Cloning Miranda
Description
$5.99
ISBN 0-590-51458-X
DDC jC813'.54
Author
Publisher
Year
Contributor
Patricia Morley is professor emerita of English and Canadian Studies at
Concordia University and an avid outdoor recreationist. She is also the
author of The Mountain Is Moving: Japanese Women’s Lives, Kurlek, and
Margaret Laurence: The Long Journey Hom
Review
Cloning Miranda is a novel of surprising depth and maturity. The two
main characters, Miranda and her friend Emma, are teens, as are the
target readers. The psychological, philosophical, and religious
underpinnings of the story, however, make it one of a kind.

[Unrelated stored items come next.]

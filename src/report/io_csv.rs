// Primitives for reading and writing CSV files.

use crate::report::io_common::{field_to_text, simplify_file_name};
use crate::report::*;

/// Reads a CSV export: the first line holds the column names.
pub fn read_csv_table(path: &str, max_columns: Option<usize>) -> ReportResult<RecordTable> {
    let mut rdr = csv::ReaderBuilder::new()
        .has_headers(true)
        .flexible(true)
        .from_path(path)
        .context(CsvOpenSnafu { path })?;
    let width = max_columns.unwrap_or(usize::MAX);
    let columns: Vec<String> = rdr
        .headers()
        .context(CsvLineParseSnafu { path, lineno: 1usize })?
        .iter()
        .take(width)
        .map(|s| s.to_string())
        .collect();
    let mut table = RecordTable::new(columns);
    for (idx, line_r) in rdr.records().enumerate() {
        // The header is line 1.
        let lineno = idx + 2;
        let line = line_r.context(CsvLineParseSnafu { path, lineno })?;
        let cells: Vec<Cell> = line.iter().take(width).map(field_to_text).collect();
        if cells.iter().all(|c| c.is_none()) {
            continue;
        }
        debug!("read_csv_table: lineno: {:?} row: {:?}", lineno, cells);
        table.push_row(cells);
    }
    info!(
        "read_csv_table: {}: {} rows",
        simplify_file_name(path),
        table.len()
    );
    Ok(table)
}

/// Writes the report table with the legacy layout: six columns, empty cells on the
/// section headers.
pub fn write_report_csv(report: &PerformanceReport, path: &str) -> ReportResult<()> {
    let mut wtr = csv::Writer::from_path(path).context(CsvOpenSnafu { path })?;
    wtr.write_record(REPORT_COLUMNS)
        .context(WritingCsvSnafu { path })?;
    for row in report.rows.iter() {
        let mut record: Vec<String> = vec![row.destination.clone()];
        record.extend(row.rendered_values());
        wtr.write_record(&record).context(WritingCsvSnafu { path })?;
    }
    wtr.flush().context(WritingOutputSnafu { path })?;
    info!("write_report_csv: {} rows written to {}", report.rows.len(), path);
    Ok(())
}

#[cfg(test)]
mod tests {
    use super::*;
    use std::io::Write;

    #[test]
    fn read_with_blank_fields() {
        let mut f = tempfile::NamedTempFile::new().unwrap();
        writeln!(f, "Unique ID,Household ID,DOB,Notes").unwrap();
        writeln!(f, "1,H1,03/15/1990,a").unwrap();
        writeln!(f, ",,,").unwrap();
        writeln!(f, "2,H1,,b").unwrap();
        let table = read_csv_table(f.path().to_str().unwrap(), Some(3)).unwrap();
        assert_eq!(table.columns, vec!["Unique ID", "Household ID", "DOB"]);
        assert_eq!(table.len(), 2);
        assert_eq!(table.value(1, "DOB"), None);
        assert_eq!(table.value(1, "Unique ID"), Some("2"));
    }

    #[test]
    fn missing_file() {
        let res = read_csv_table("/nonexistent/entry.csv", None);
        assert!(matches!(res, Err(ReportError::CsvOpen { .. })));
    }

    #[test]
    fn report_layout() {
        let report = exit_destination::assemble::assemble_report(&[]);
        let dir = tempfile::tempdir().unwrap();
        let path = dir.path().join("q23c.csv");
        let path = path.to_str().unwrap();
        write_report_csv(&report, path).unwrap();

        let content = std::fs::read_to_string(path).unwrap();
        let lines: Vec<&str> = content.lines().collect();
        assert_eq!(lines.len(), 1 + report.rows.len());
        assert_eq!(
            lines[0],
            "Destination,Total,Without Children,With Children and Adults,With Only Children,Unknown Household Type"
        );
        assert_eq!(lines[1], "Permanent Destinations,,,,,");
        assert_eq!(*lines.last().unwrap(), "Percentage,N/A,N/A,N/A,N/A,N/A");
    }
}
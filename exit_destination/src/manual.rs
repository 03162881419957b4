/*!

This is the long-form manual for `exit_destination` and `exitreport`.

## Input data

The report is computed from two exports of the HMIS (Homeless Management Information System):

* the **entry data**: one row per person and enrollment, with the date of birth, the
  demographics, the housing move-in date and the relationship to the head of household
* the **exit data**: one row per person and enrollment that exited, with the exit date and
  the destination

### `xlsx`

Workbooks (Excel .xlsx) with one sheet `Entry data` and one sheet `Exit data`. Only the first
10 columns of each sheet are read (this can be changed with `maxColumns`). Several workbooks can
be given, their rows are concatenated. CSV files are read with all their columns.

Dates stored as Excel dates are converted to the `MM/DD/YYYY` text of the exports.

### `csv`

One CSV file for the entry data and one for the exit data. The first line holds the column
names. Empty cells are missing values.

## Column names

The default column names are the ones of the exports:

| Field                      | Default column                      | Side  |
|----------------------------|-------------------------------------|-------|
| unique id                  | `Unique ID`                         | both  |
| household id               | `Household ID`                      | both  |
| enrollment start date      | `Enrollment Start Date`             | entry |
| enrollment exit date       | `Enrollment Exit Date`              | exit  |
| date of birth              | `DOB`                               | entry |
| housing move-in date       | `Housing Move-In Date`              | entry |
| gender, race, ethnicity    | `Gender`, `Race`, `Ethnicity`       | entry |
| relationship               | `Relationship to Head of Household` | entry |
| destination                | `Destination`                       | exit  |
| other destination          | `Specify Other Exit Destination`    | exit  |

They can be overridden with the `columns` section of the configuration file.

## Processing

1. The column names are trimmed and the duplicate rows removed from each side.
2. The exit rows are joined to the entry rows on all the columns both sides have in common.
   This fails if there is no such column.
3. The housing move-in date of a household is copied to every member of the household. If the
   rows of a household carry different dates, the first one is used and the household is
   listed in the data quality section.
4. Enrollments without an exit date are dropped: these people have not exited yet.
5. The age at exit is computed for each person. A household is:
   * **without children** if all its members are known to be adults (18 or older)
   * **with children and adults** if it has at least one adult and one child
   * **with only children** if all its members are known to be children
   * **unknown** otherwise
6. Each destination is matched exactly against the list of destinations of the reporting
   standard, which puts it in one of the *permanent*, *temporary*, *institutional* or *other*
   destinations. People who never moved in get no destination type.

## The report

Only the heads of household (`Self (head of household)`) that moved in are counted, and each
household is counted once. For each destination type, the report has a header row, one row
per destination and a `Subtotal` row. Then come:

* `Total`: the sum of the subtotals
* `Total persons exiting to positive housing destinations`: the permanent destinations
* `Total persons whose destinations excluded them from the calculation`: all the others
* `Percentage`: the total divided by the number of heads of household that moved in and have a
  known destination type. When there is none, all the cells are `N/A`.

## Data quality

Problems in the data do not stop the report. They are counted in the `dataQuality` section of
the output:

* duplicate rows removed from each side
* rows without exit date or without household id
* records with an unknown age or without move-in date
* destinations that are not in the list (`taxonomyMismatches`, `unmatchedDestinations`)
* households with conflicting move-in dates

## Configuration file

```json
{
  "outputSettings": {
    "reportName": "APR 2023",
    "continuumName": "Example CoC",
    "outputDirectory": "out"
  },
  "inputSources": [
    { "provider": "xlsx", "filePath": "exports/q1.xlsx" },
    { "provider": "csv", "entryPath": "entry.csv", "exitPath": "exit.csv" }
  ],
  "columns": { "dateOfBirth": "Date of Birth" },
  "maxColumns": 10,
  "flowAttributes": ["Race", "Destination Type", "Destination"]
}
```

All the paths are relative to the directory of the configuration file.

*/
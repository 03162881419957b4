use std::path::Path;

use calamine::DataType;
use chrono::{Duration, NaiveDate};
use exit_destination::Cell;
use log::warn;

pub fn simplify_file_name(path: &str) -> String {
    Path::new(path)
        .file_name()
        .and_then(|s| s.to_str())
        .unwrap_or(path)
        .to_string()
}

/// Excel counts the days from 1899-12-30 (this absorbs the 1900 leap year bug for
/// all the dates after February 1900).
pub fn excel_serial_to_date(serial: f64) -> Option<NaiveDate> {
    if !serial.is_finite() || serial < 0.0 {
        return None;
    }
    let epoch = NaiveDate::from_ymd_opt(1899, 12, 30)?;
    epoch.checked_add_signed(Duration::days(serial.floor() as i64))
}

/// Numbers are written the way they appear in the exports: integral values without
/// a decimal part (identifiers are often stored as numbers).
pub fn format_number(f: f64) -> String {
    if f.fract() == 0.0 && f.abs() < 1e15 {
        format!("{}", f as i64)
    } else {
        f.to_string()
    }
}

/// Converts a cell of a worksheet to the text of the record tables.
pub fn cell_to_text(cell: &DataType) -> Cell {
    match cell {
        DataType::String(s) if s.trim().is_empty() => None,
        DataType::String(s) => Some(s.clone()),
        DataType::Float(f) => Some(format_number(*f)),
        DataType::Int(i) => Some(i.to_string()),
        DataType::Bool(b) => Some(b.to_string()),
        DataType::DateTime(f) => excel_serial_to_date(*f).map(|d| d.format("%m/%d/%Y").to_string()),
        DataType::Error(e) => {
            warn!("cell_to_text: error cell {:?} read as missing", e);
            None
        }
        DataType::Empty => None,
    }
}

/// Converts a CSV field. Blank fields are missing values.
pub fn field_to_text(field: &str) -> Cell {
    if field.trim().is_empty() {
        None
    } else {
        Some(field.to_string())
    }
}

#[cfg(test)]
mod tests {
    use super::*;

    #[test]
    fn numbers_and_dates() {
        assert_eq!(format_number(12345.0), "12345");
        assert_eq!(format_number(2.5), "2.5");
        assert_eq!(
            excel_serial_to_date(44197.0),
            NaiveDate::from_ymd_opt(2021, 1, 1)
        );
        assert_eq!(
            cell_to_text(&DataType::DateTime(44197.75)),
            Some("01/01/2021".to_string())
        );
        assert_eq!(cell_to_text(&DataType::Float(7.0)), Some("7".to_string()));
        assert_eq!(cell_to_text(&DataType::String("  ".to_string())), None);
        assert_eq!(cell_to_text(&DataType::Empty), None);
    }

    #[test]
    fn file_names() {
        assert_eq!(simplify_file_name("/tmp/exports/q1.xlsx"), "q1.xlsx");
        assert_eq!(field_to_text(""), None);
        assert_eq!(field_to_text("H1"), Some("H1".to_string()));
    }
}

Miranda lives in a wealthy California suburb and seems to have
everything—health, intelligence, and beauty—until her vision blurs
and the cause proves to be a genetic imbalance, a fatal flaw in her DNA
code. Plans for an operation and for Miranda’s hospitalization in a
private clinic become suspect after Miranda discovers a photograph of a
mysterious young girl whom her parents say is Miranda at the age 10. The
plot thickens as her parents’ explanations are exposed as lies.

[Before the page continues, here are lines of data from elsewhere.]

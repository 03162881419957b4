use log::{debug, info, warn};

use exit_destination::summaries::{summarize, Attribute};
use exit_destination::*;
use snafu::{prelude::*, Snafu};

use std::fs;
use std::path::{Path, PathBuf};

use serde_json::json;
use serde_json::Value as JSValue;
use text_diff::print_diff;

use crate::args::Args;
use crate::report::config_reader::*;

pub mod config_reader;
pub mod io_common;
pub mod io_csv;
pub mod io_excel;
pub mod io_output;

#[derive(Debug, Snafu)]
pub enum ReportError {
    #[snafu(display("Error opening file {path}"))]
    OpeningExcel {
        source: calamine::XlsxError,
        path: String,
    },
    #[snafu(display("Missing worksheet {sheet:?} in file {path}"))]
    MissingSheet { path: String, sheet: String },
    #[snafu(display("Error opening CSV file {path}"))]
    CsvOpen { source: csv::Error, path: String },
    #[snafu(display("Error parsing line {lineno} of {path}"))]
    CsvLineParse {
        source: csv::Error,
        path: String,
        lineno: usize,
    },
    #[snafu(display("Error writing CSV file {path}"))]
    WritingCsv { source: csv::Error, path: String },
    #[snafu(display("Error reading JSON file {path}"))]
    OpeningJson {
        source: std::io::Error,
        path: String,
    },
    #[snafu(display("Error parsing JSON"))]
    ParsingJson { source: serde_json::Error },
    #[snafu(display("Error writing file {path}"))]
    WritingOutput {
        source: std::io::Error,
        path: String,
    },
    #[snafu(display("Error writing Excel file {path}"))]
    WritingXlsx {
        source: rust_xlsxwriter::XlsxError,
        path: String,
    },
    #[snafu(display("The report could not be computed: {source}"))]
    Pipeline { source: ReportErrors },

    #[snafu(whatever, display("{message}"))]
    Whatever {
        message: String,
        #[snafu(source(from(Box<dyn std::error::Error>, Some)))]
        source: Option<Box<dyn std::error::Error>>,
    },
}

pub type ReportResult<T> = Result<T, ReportError>;

/// Reads all the sources and concatenates the entry and the exit records.
///
/// Relative paths are resolved from `root_path`.
fn read_sources(
    root_path: &Path,
    sources: &[FileSource],
    max_columns: usize,
) -> ReportResult<(RecordTable, RecordTable)> {
    let resolve = |p: &String| -> String {
        let pb: PathBuf = root_path.join(p);
        pb.as_path().display().to_string()
    };
    let mut entries: Vec<RecordTable> = Vec::new();
    let mut exits: Vec<RecordTable> = Vec::new();
    for cfs in sources.iter() {
        match cfs.provider.as_str() {
            "xlsx" => {
                let path = match &cfs.file_path {
                    Some(p) => resolve(p),
                    None => whatever!("Missing filePath for the xlsx source {:?}", cfs),
                };
                info!("Attempting to read workbook {:?}", path);
                let (entry, exit) = io_excel::read_workbook(
                    &path,
                    cfs.entry_sheet.as_deref().unwrap_or(DEFAULT_ENTRY_SHEET),
                    cfs.exit_sheet.as_deref().unwrap_or(DEFAULT_EXIT_SHEET),
                    max_columns,
                )?;
                entries.push(entry);
                exits.push(exit);
            }
            "csv" => {
                let (entry_path, exit_path) = match (&cfs.entry_path, &cfs.exit_path) {
                    (Some(e), Some(x)) => (resolve(e), resolve(x)),
                    _ => whatever!(
                        "The csv source needs both entryPath and exitPath: {:?}",
                        cfs
                    ),
                };
                info!("Attempting to read {:?} and {:?}", entry_path, exit_path);
                // The column limit only applies to workbooks.
                entries.push(io_csv::read_csv_table(&entry_path, None)?);
                exits.push(io_csv::read_csv_table(&exit_path, None)?);
            }
            x => whatever!("Provider not implemented {:?}", x),
        }
    }
    Ok((RecordTable::concat(&entries), RecordTable::concat(&exits)))
}

/// The configuration file, with the command line options applied on top of it.
/// Returns the configuration and the directory the relative paths start from.
fn resolve_config(args: &Args) -> ReportResult<(ReportConfig, PathBuf)> {
    let (mut config, root) = match &args.config {
        Some(config_path) => {
            let config = read_config(config_path)?;
            let root = Path::new(config_path)
                .parent()
                .map(|p| p.to_path_buf())
                .unwrap_or_default();
            (config, root)
        }
        None => (ReportConfig::default(), PathBuf::new()),
    };

    let mut cli_sources: Vec<FileSource> =
        args.input.iter().map(|p| FileSource::xlsx(p)).collect();
    match (&args.entry, &args.exit) {
        (Some(entry), Some(exit)) => cli_sources.push(FileSource::csv(entry, exit)),
        (None, None) => {}
        _ => whatever!("--entry and --exit must be used together"),
    }
    if !cli_sources.is_empty() {
        debug!("resolve_config: the command line sources replace {:?}", config.input_sources);
        config.input_sources = cli_sources;
        // Relative to the working directory.
        return finish_config(config, PathBuf::new(), args);
    }
    finish_config(config, root, args)
}

fn finish_config(
    mut config: ReportConfig,
    root: PathBuf,
    args: &Args,
) -> ReportResult<(ReportConfig, PathBuf)> {
    for source in config.input_sources.iter_mut() {
        if args.entry_sheet.is_some() {
            source.entry_sheet = args.entry_sheet.clone();
        }
        if args.exit_sheet.is_some() {
            source.exit_sheet = args.exit_sheet.clone();
        }
    }
    if args.max_columns.is_some() {
        config.max_columns = args.max_columns;
    }
    if config.input_sources.is_empty() {
        whatever!(
            "No input data: use --input, --entry and --exit, or a configuration file with inputSources"
        )
    }
    Ok((config, root))
}

/// Computes the report for a configuration and assembles the JSON summary.
pub fn compute_report(
    config: &ReportConfig,
    root_path: &Path,
) -> ReportResult<(PerformanceAnalysis, JSValue)> {
    info!("config: {:?}", config);
    let flow_attributes: Vec<Attribute> = config.flow_attributes()?;
    let max_columns = config.max_columns.unwrap_or(DEFAULT_MAX_COLUMNS);

    let (entry, exit) = read_sources(root_path, &config.input_sources, max_columns)?;
    let columns = config.column_names();

    let analysis = run_performance_report(&entry, &exit, &columns).context(PipelineSnafu {})?;
    let summaries =
        summarize(&analysis.records, &analysis.report, &flow_attributes).context(PipelineSnafu {})?;

    let js = io_output::build_summary_js(&config.output_config(), &analysis, &summaries);
    Ok((analysis, js))
}

/// Compares the summary with a reference summary. The differences are printed.
pub fn check_reference(summary_path: &str, pretty_js_stats: &str) -> ReportResult<()> {
    let summary_ref = read_summary(summary_path)?;
    let pretty_js_summary_ref =
        serde_json::to_string_pretty(&summary_ref).context(ParsingJsonSnafu {})?;
    if pretty_js_summary_ref != pretty_js_stats {
        warn!("Found differences with the reference string");
        print_diff(pretty_js_summary_ref.as_str(), pretty_js_stats, "\n");
        whatever!("Difference detected between calculated summary and reference summary")
    }
    info!("The report matches the reference {}", summary_path);
    Ok(())
}

pub fn run_report(args: &Args) -> ReportResult<()> {
    let (config, root) = resolve_config(args)?;
    let (analysis, result_js) = compute_report(&config, &root)?;

    let pretty_js_stats = serde_json::to_string_pretty(&result_js).context(ParsingJsonSnafu {})?;

    let default_out: Option<String> = config
        .output_settings
        .output_directory
        .as_ref()
        .map(|d| root.join(d).join("q23c_summary.json").display().to_string());
    match args.out.clone().or(default_out).as_deref() {
        None | Some("stdout") => println!("{}", pretty_js_stats),
        Some("") => {}
        Some(out_path) => io_output::write_json(&result_js, out_path)?,
    }
    if let Some(csv_path) = &args.csv_out {
        io_csv::write_report_csv(&analysis.report, csv_path)?;
    }
    if let Some(xlsx_path) = &args.xlsx_out {
        io_output::write_report_xlsx(&analysis.report, xlsx_path)?;
    }

    if let Some(summary_p) = &args.reference {
        check_reference(summary_p, &pretty_js_stats)?;
    }
    Ok(())
}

Cloning Miranda explores, on a level accessible to teens, profound
ideas about cloning, including the possibility of making human clones.

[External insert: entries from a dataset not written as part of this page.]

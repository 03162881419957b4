// The JSON summary and the Excel version of the report.

use exit_destination::summaries::{CountEntry, FlowLink, MonthlyMoveIns, Summaries};
use rust_xlsxwriter::{Format, Workbook};
use serde_json::Map as JSMap;

use crate::report::*;

pub const XLSX_SHEET_NAME: &str = "Q23c";

/// One object per row: the legacy columns plus the `kind` of the row.
/// Counts are numbers, header cells null and percentages strings.
pub fn report_to_json(report: &PerformanceReport) -> Vec<JSValue> {
    let mut l: Vec<JSValue> = Vec::new();
    for row in report.rows.iter() {
        let mut js: JSMap<String, JSValue> = JSMap::new();
        js.insert("kind".to_string(), json!(row.kind.name()));
        js.insert(REPORT_COLUMNS[0].to_string(), json!(row.destination));
        let values: Vec<JSValue> = match &row.values {
            RowValues::Empty => vec![JSValue::Null; 5],
            RowValues::Counts(c) => c.values().iter().map(|v| json!(v)).collect(),
            RowValues::Percentages(ps) => ps.iter().map(|p| json!(p.to_string())).collect(),
        };
        for (name, value) in REPORT_COLUMNS[1..].iter().zip(values) {
            js.insert(name.to_string(), value);
        }
        l.push(JSValue::Object(js));
    }
    l
}

fn counts_to_json(entries: &[CountEntry]) -> Vec<JSValue> {
    entries
        .iter()
        .map(|e| json!({"label": e.label, "count": e.count}))
        .collect()
}

fn timeline_to_json(months: &[MonthlyMoveIns]) -> Vec<JSValue> {
    months
        .iter()
        .map(|m| {
            json!({
                "month": m.month,
                "individuals": m.individuals,
                "households": m.households,
            })
        })
        .collect()
}

fn flows_to_json(links: &[FlowLink]) -> Vec<JSValue> {
    links
        .iter()
        .map(|l| json!({"source": l.source, "target": l.target, "count": l.count}))
        .collect()
}

pub fn summaries_to_json(s: &Summaries) -> JSValue {
    json!({
        "destinationHouseholds": counts_to_json(&s.destination_households),
        "householdTypes": counts_to_json(&s.household_types),
        "ageRanges": counts_to_json(&s.age_ranges),
        "genders": counts_to_json(&s.genders),
        "races": counts_to_json(&s.races),
        "ethnicities": counts_to_json(&s.ethnicities),
        "moveInTimeline": timeline_to_json(&s.move_in_timeline),
        "flows": flows_to_json(&s.flows),
    })
}

pub fn data_quality_to_json(dq: &DataQuality) -> JSValue {
    json!({
        "entryDuplicatesRemoved": dq.entry_duplicates_removed,
        "exitDuplicatesRemoved": dq.exit_duplicates_removed,
        "rowsWithoutExitDate": dq.rows_without_exit_date,
        "rowsWithoutHouseholdId": dq.rows_without_household_id,
        "recordsWithUnknownAge": dq.records_with_unknown_age,
        "recordsWithoutMoveInDate": dq.records_without_move_in_date,
        "taxonomyMismatches": dq.taxonomy_mismatches,
        "unmatchedDestinations": dq.unmatched_destinations,
        "householdsWithConflictingMoveIn": dq.households_with_conflicting_move_in,
    })
}

pub fn build_summary_js(
    config: &OutputConfig,
    analysis: &PerformanceAnalysis,
    summaries: &Summaries,
) -> JSValue {
    json!({
        "config": config,
        "report": report_to_json(&analysis.report),
        "summaries": summaries_to_json(summaries),
        "dataQuality": data_quality_to_json(&analysis.data_quality),
    })
}

pub fn write_json(js: &JSValue, path: &str) -> ReportResult<()> {
    let pretty = serde_json::to_string_pretty(js).context(ParsingJsonSnafu {})?;
    fs::write(path, pretty).context(WritingOutputSnafu { path })?;
    info!("write_json: summary written to {}", path);
    Ok(())
}

/// Writes the report in a single worksheet. Section headers and the summary rows are
/// in bold, the counts are numbers.
pub fn write_report_xlsx(report: &PerformanceReport, path: &str) -> ReportResult<()> {
    let mut workbook = Workbook::new();
    let bold = Format::new().set_bold();
    let plain = Format::new();
    let worksheet = workbook
        .add_worksheet()
        .set_name(XLSX_SHEET_NAME)
        .context(WritingXlsxSnafu { path })?;

    for (col, name) in REPORT_COLUMNS.iter().enumerate() {
        worksheet
            .write_string_with_format(0, col as u16, *name, &bold)
            .context(WritingXlsxSnafu { path })?;
    }
    worksheet
        .set_column_width(0, 60)
        .context(WritingXlsxSnafu { path })?;

    for (idx, row) in report.rows.iter().enumerate() {
        let r = (idx + 1) as u32;
        let format = match row.kind {
            RowKind::Destination => &plain,
            _ => &bold,
        };
        worksheet
            .write_string_with_format(r, 0, &row.destination, format)
            .context(WritingXlsxSnafu { path })?;
        match &row.values {
            RowValues::Empty => {}
            RowValues::Counts(c) => {
                for (col, v) in c.values().iter().enumerate() {
                    worksheet
                        .write_number_with_format(r, (col + 1) as u16, *v as f64, format)
                        .context(WritingXlsxSnafu { path })?;
                }
            }
            RowValues::Percentages(ps) => {
                for (col, p) in ps.iter().enumerate() {
                    worksheet
                        .write_string_with_format(r, (col + 1) as u16, p.to_string(), format)
                        .context(WritingXlsxSnafu { path })?;
                }
            }
        }
    }

    workbook.save(path).context(WritingXlsxSnafu { path })?;
    info!("write_report_xlsx: {} rows written to {}", report.rows.len(), path);
    Ok(())
}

Emma compares laboratory cloning with the traits we inherit and the
attitudes we are taught: “We’re more likely to be one way than
another but we can learn to be different. Maybe that’s what being
human is.”
Winnipegger Carol Matas has received many literary honors for her
fiction. With its parallels to The Tempest and the teens’ passionate
exploration of the levels of human freedom, Cloning Miranda is a deeply
provocative novel. Highly recommended.